The healthcare industry is rapidly evolving due to digital innovation and technological advancements. The increasing volume of healthcare data necessitates efficient analytical methods to extract meaningful insights. Traditional health data analysis platforms primarily focus on data collection, aggregation, processing, analysis, visualisation, and interpretation. However, challenges remain in optimising these processes for effective disease prediction and decision-making.

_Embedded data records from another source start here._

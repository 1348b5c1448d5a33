//! # Domain Entities
//!
//! Global pool state and per-participant booking records.

use super::errors::Rejection;
use serde::{Deserialize, Serialize};
use shared_types::{Address, AssetId, PoolId, Round};
use std::collections::BTreeMap;

/// Terms fixed by the one-time setup.
#[derive(Clone, Copy, Debug, PartialEq, Eq, Serialize, Deserialize)]
pub struct PoolTerms {
    /// Account holding and releasing the staked asset.
    pub escrow: Address,
    /// Asset being staked.
    pub asset_id: AssetId,
    /// Rounds a booking stays locked.
    pub locking_rounds: u64,
}

/// Global state of one pool instance.
///
/// `terms == None` is the Uninitialized state. Once set the terms never change.
#[derive(Clone, Debug, PartialEq, Eq, Serialize, Deserialize)]
pub struct Pool {
    /// Instance identifier.
    pub id: PoolId,
    /// Account allowed to configure and delete the instance.
    pub creator: Address,
    /// Terms, present once configured.
    pub terms: Option<PoolTerms>,
    /// Capacity left for new bookings. Decremented by each booking, never incremented.
    pub bookable_amount: u64,
}

impl Pool {
    /// Freshly deployed, unconfigured pool.
    pub fn new(id: PoolId, creator: Address) -> Self {
        Self {
            id,
            creator,
            terms: None,
            bookable_amount: 0,
        }
    }

    /// Whether setup has happened.
    pub fn is_configured(&self) -> bool {
        self.terms.is_some()
    }

    /// Terms, or `NotConfigured`.
    pub fn terms(&self) -> Result<&PoolTerms, Rejection> {
        self.terms.as_ref().ok_or(Rejection::NotConfigured)
    }
}

/// A participant's booking record.
///
/// `(0, 0)` means no active booking.
#[derive(Clone, Copy, Debug, Default, PartialEq, Eq, Serialize, Deserialize)]
pub struct Booking {
    /// Deposited amount.
    pub booked_amount: u64,
    /// Round the deposit was recorded at.
    pub booking_round: Round,
}

impl Booking {
    /// Record of a registered participant without a booking.
    pub const EMPTY: Booking = Booking {
        booked_amount: 0,
        booking_round: 0,
    };

    /// Active booking of `amount` recorded at `round`.
    pub fn new(amount: u64, round: Round) -> Self {
        Self {
            booked_amount: amount,
            booking_round: round,
        }
    }

    /// Whether a booking is in progress.
    pub fn is_active(&self) -> bool {
        self.booking_round > 0
    }

    /// First round at which the booking may be withdrawn.
    pub fn unlock_round(&self, locking_rounds: u64) -> Round {
        self.booking_round.saturating_add(locking_rounds)
    }
}

/// A pool together with the booking records of its registered participants.
#[derive(Clone, Debug, PartialEq, Eq, Serialize, Deserialize)]
pub struct PoolInstance {
    /// Global state.
    pub pool: Pool,
    /// Local state keyed by participant.
    pub bookings: BTreeMap<Address, Booking>,
}

impl PoolInstance {
    /// Instance with no registered participants.
    pub fn new(pool: Pool) -> Self {
        Self {
            pool,
            bookings: BTreeMap::new(),
        }
    }

    /// Booking record of `participant`, present once registered.
    pub fn booking(&self, participant: &Address) -> Option<&Booking> {
        self.bookings.get(participant)
    }

    /// Whether `participant` joined.
    pub fn is_registered(&self, participant: &Address) -> bool {
        self.bookings.contains_key(participant)
    }

    /// Sum of all active bookings.
    pub fn active_liability(&self) -> u128 {
        self.bookings
            .values()
            .map(|b| u128::from(b.booked_amount))
            .sum()
    }

    /// Number of participants with an active booking.
    pub fn active_bookings(&self) -> usize {
        self.bookings.values().filter(|b| b.is_active()).count()
    }
}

This study proposes the k-means termite clustering model (KTCM) as a novel optimisation approach for healthcare data analysis. The model integrates graph reduction techniques for data preprocessing, followed by storage in a clinical database. A mining algorithm is employed to analyse the processed data, enhancing predictive accuracy. Healthcare professionals receive training on standardised prediction methodologies to refine disease forecasting based on historical benchmarks. The model's performance is evaluated using statistical metrics, including R², REMS, MSE, MAE and MAPE.
The proposed KTCM model demonstrates superior predictive performance, achieving an R² value of 99.7%, surpassing other existing methods. The advanced clustering and optimisation techniques improve the accuracy and efficiency of disease prediction, thereby aiding healthcare professionals in making informed decisions.
The KTCM approach significantly enhances healthcare data analysis by optimising disease prediction through efficient clustering and mining techniques. The model's high accuracy and improved parameter optimisation validate its effectiveness in clinical decision support. Future work may explore further refinements in algorithmic performance and real-time implementation in healthcare systems.